## Exercise details
Check each line of the entries below for the word "nprint", then report how many have it, with no other words.

Records contained in a dataset
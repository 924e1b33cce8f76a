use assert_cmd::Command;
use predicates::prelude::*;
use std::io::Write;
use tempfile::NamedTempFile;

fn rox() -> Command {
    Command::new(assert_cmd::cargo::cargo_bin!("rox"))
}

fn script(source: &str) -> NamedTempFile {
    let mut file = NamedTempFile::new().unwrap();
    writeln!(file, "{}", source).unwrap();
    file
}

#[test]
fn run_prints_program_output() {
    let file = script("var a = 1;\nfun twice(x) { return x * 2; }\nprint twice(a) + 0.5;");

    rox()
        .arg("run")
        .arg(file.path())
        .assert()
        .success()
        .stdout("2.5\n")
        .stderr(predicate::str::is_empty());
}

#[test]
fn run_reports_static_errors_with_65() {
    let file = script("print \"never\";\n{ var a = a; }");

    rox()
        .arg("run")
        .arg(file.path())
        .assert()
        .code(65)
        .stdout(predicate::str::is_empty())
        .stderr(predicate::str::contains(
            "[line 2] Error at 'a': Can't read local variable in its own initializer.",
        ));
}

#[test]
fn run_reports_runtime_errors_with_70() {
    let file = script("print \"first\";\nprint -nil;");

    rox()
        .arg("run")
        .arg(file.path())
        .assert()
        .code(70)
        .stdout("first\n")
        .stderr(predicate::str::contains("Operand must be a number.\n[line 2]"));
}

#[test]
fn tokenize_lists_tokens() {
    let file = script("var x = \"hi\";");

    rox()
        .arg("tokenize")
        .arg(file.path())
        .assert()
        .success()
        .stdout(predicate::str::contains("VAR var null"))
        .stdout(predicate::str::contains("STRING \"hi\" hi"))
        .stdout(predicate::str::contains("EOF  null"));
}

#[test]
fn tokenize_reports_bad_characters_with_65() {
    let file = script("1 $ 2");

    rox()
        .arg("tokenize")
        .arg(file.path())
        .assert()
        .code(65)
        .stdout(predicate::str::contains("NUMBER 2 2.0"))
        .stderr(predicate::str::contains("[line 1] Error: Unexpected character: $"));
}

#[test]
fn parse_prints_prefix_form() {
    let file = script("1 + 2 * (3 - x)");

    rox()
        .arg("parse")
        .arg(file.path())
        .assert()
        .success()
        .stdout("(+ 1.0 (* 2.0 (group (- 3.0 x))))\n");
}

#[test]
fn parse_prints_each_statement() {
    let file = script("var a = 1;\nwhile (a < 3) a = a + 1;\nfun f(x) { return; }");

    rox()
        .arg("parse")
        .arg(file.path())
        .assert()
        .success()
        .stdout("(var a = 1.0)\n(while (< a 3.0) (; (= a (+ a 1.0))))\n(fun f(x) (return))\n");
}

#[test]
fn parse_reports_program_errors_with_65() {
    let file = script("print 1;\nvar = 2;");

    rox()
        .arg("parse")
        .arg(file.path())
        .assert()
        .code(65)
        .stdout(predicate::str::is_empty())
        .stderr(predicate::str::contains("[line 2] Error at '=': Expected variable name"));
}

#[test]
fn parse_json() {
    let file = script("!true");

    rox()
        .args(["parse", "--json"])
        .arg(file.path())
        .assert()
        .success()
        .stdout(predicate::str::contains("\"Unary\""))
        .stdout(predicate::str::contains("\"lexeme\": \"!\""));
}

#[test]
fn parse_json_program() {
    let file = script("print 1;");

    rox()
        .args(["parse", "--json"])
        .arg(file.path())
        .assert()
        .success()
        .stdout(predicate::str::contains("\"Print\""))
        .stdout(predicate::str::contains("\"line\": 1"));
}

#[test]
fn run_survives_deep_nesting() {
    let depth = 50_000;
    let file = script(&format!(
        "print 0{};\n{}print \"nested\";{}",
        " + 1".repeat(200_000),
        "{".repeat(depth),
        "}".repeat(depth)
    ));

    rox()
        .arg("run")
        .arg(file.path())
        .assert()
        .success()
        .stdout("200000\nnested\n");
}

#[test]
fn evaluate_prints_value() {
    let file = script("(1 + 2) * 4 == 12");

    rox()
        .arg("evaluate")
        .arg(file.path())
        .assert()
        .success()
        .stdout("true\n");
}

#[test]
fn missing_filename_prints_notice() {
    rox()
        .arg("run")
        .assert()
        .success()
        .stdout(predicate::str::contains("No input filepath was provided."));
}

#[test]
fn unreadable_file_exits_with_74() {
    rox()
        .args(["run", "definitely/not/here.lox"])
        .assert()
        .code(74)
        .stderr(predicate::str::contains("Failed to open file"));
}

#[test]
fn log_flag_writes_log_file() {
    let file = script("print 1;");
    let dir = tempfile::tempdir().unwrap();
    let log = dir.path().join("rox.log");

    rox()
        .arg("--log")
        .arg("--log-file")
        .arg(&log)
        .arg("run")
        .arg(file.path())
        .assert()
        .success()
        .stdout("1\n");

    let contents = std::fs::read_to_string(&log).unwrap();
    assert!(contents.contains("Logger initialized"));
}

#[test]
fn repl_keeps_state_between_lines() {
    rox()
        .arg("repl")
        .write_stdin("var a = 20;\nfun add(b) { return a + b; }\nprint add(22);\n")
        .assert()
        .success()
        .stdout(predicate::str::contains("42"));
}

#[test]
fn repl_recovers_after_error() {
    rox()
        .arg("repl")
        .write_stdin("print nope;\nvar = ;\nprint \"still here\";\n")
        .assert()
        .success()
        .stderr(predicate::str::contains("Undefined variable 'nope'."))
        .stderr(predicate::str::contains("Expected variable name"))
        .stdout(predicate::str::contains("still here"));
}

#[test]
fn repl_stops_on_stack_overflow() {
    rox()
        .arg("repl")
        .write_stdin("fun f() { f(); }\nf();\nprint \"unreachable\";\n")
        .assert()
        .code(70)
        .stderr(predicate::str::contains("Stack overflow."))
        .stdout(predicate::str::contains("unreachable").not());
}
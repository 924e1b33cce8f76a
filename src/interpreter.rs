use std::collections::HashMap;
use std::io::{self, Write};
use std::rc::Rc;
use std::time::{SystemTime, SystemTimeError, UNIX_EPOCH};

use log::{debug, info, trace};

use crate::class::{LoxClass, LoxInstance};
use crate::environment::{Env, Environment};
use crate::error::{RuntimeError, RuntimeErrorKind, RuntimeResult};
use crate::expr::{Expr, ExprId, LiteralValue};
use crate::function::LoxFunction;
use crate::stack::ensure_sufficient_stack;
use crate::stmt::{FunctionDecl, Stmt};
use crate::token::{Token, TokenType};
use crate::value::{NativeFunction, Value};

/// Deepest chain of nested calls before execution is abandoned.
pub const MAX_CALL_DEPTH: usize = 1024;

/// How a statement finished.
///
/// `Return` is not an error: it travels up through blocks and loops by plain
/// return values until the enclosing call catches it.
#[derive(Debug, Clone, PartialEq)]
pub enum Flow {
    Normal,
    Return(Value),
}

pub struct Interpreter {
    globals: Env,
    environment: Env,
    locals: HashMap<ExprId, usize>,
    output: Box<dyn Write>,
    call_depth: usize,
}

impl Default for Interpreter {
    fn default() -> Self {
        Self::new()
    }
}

## Finished exercise
5